Using the entries that follow, collect the lines where the word "FrameDecoder" appears.

-- MATERIAL PROVIDED follows --

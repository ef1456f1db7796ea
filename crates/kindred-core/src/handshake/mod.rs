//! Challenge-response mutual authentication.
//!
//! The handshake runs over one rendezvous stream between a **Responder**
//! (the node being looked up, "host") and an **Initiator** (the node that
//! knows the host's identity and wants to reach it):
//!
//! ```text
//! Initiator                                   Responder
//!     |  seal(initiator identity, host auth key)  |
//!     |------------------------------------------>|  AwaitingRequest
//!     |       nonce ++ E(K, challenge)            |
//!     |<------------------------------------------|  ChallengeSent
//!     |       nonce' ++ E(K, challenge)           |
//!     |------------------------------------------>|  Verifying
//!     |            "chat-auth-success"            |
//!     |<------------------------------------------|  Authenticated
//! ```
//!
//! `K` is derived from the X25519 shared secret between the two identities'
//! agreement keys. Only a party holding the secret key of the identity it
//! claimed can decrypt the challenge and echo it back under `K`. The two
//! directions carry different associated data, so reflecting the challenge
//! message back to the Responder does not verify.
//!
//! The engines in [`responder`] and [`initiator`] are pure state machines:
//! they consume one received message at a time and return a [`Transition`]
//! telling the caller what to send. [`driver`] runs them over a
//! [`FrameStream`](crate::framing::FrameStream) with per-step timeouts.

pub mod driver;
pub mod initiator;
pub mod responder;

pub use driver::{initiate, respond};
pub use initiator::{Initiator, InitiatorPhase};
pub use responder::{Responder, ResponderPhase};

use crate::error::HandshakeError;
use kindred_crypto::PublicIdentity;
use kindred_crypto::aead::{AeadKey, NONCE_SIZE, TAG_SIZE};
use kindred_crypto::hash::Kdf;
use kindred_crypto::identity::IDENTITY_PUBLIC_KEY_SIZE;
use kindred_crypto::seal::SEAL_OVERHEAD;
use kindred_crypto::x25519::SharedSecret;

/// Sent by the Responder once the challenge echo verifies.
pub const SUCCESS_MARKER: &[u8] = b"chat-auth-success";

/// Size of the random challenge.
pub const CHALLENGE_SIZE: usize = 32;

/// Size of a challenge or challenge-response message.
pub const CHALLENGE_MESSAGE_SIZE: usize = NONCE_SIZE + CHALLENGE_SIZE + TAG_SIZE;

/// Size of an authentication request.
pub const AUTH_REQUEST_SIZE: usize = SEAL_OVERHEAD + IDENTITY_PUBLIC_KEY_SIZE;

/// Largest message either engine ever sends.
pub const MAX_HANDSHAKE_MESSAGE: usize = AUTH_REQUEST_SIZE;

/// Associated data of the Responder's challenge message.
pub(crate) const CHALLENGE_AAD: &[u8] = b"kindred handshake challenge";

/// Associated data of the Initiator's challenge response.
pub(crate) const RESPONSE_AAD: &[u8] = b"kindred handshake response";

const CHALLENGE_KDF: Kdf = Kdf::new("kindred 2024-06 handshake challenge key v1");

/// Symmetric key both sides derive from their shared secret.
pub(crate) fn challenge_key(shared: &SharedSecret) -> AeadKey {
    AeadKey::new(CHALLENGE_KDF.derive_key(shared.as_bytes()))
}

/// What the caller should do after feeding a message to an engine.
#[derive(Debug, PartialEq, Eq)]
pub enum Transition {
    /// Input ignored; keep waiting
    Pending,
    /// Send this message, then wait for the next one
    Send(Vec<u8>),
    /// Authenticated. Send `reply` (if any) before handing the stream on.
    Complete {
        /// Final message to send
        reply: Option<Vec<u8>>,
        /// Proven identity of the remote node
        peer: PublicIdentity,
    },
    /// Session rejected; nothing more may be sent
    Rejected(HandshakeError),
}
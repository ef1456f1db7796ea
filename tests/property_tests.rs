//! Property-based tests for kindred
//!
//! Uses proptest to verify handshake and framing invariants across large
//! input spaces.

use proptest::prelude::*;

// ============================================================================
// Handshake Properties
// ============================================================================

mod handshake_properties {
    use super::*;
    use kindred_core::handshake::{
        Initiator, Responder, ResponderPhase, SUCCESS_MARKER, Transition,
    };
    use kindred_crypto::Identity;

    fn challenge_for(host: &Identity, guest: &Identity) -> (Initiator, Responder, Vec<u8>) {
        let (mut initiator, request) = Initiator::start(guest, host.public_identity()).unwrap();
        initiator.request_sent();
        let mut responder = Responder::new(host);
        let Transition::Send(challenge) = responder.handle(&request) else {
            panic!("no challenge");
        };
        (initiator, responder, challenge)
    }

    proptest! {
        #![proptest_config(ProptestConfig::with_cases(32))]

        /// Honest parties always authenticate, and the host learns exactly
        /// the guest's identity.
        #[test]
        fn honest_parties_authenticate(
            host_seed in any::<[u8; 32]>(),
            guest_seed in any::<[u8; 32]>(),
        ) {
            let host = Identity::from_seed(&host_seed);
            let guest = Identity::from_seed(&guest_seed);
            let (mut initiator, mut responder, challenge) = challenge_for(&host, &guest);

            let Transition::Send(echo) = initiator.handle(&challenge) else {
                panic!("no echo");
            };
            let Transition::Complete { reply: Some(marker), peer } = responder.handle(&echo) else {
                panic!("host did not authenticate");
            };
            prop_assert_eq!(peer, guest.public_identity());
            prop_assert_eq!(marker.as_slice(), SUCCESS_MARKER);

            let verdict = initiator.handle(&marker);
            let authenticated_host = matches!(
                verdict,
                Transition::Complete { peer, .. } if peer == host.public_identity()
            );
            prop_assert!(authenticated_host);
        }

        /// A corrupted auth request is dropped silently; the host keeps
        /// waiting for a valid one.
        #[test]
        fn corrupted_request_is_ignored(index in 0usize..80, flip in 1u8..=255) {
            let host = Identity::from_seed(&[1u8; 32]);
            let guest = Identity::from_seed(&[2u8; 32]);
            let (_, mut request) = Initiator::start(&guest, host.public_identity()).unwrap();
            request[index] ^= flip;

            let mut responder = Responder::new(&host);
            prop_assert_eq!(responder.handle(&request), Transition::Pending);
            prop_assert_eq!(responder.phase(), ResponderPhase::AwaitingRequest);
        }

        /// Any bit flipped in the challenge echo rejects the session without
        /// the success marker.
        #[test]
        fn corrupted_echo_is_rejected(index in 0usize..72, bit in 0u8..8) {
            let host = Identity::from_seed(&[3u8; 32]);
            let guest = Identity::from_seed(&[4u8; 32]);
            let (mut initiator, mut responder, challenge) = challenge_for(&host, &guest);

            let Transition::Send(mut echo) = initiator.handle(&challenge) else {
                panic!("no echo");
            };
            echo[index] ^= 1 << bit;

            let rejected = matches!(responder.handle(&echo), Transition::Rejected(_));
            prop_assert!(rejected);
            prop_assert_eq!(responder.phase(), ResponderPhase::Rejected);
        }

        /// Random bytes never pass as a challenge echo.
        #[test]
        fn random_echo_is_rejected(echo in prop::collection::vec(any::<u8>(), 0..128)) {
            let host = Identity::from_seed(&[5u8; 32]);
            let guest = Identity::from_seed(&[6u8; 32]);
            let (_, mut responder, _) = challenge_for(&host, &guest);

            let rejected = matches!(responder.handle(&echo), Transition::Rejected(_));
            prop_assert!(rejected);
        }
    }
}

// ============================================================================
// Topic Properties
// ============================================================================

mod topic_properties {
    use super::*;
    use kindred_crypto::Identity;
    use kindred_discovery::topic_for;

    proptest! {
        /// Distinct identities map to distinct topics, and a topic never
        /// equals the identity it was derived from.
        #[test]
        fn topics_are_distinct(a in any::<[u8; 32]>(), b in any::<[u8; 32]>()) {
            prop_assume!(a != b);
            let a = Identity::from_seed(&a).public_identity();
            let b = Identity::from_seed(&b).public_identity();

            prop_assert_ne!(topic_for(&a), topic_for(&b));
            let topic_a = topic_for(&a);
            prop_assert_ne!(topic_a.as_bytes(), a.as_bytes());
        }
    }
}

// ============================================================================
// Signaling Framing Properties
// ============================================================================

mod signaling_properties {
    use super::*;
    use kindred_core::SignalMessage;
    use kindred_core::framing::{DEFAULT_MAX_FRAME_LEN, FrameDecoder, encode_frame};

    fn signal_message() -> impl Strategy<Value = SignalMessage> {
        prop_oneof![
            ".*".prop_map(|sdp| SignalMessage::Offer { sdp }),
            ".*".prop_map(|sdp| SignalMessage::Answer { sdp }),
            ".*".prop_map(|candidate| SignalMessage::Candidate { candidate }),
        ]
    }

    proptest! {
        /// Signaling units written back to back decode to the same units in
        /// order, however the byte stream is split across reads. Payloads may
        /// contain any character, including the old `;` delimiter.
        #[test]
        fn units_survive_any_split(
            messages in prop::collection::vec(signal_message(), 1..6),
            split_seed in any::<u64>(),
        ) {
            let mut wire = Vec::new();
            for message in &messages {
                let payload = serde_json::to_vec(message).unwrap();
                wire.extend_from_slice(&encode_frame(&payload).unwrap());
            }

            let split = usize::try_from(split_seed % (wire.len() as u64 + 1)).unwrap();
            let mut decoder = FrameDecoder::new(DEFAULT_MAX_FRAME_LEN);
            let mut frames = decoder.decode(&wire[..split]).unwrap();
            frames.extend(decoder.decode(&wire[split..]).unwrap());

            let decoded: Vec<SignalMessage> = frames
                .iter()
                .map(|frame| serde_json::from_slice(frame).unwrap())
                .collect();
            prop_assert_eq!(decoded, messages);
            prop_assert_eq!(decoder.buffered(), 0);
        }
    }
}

-- MATERIAL PROVIDED concluded --

#### [SOLVED PROBLEM]
    use kindred_core::framing::{DEFAULT_MAX_FRAME_LEN, FrameDecoder, encode_frame};
            let mut decoder = FrameDecoder::new(DEFAULT_MAX_FRAME_LEN);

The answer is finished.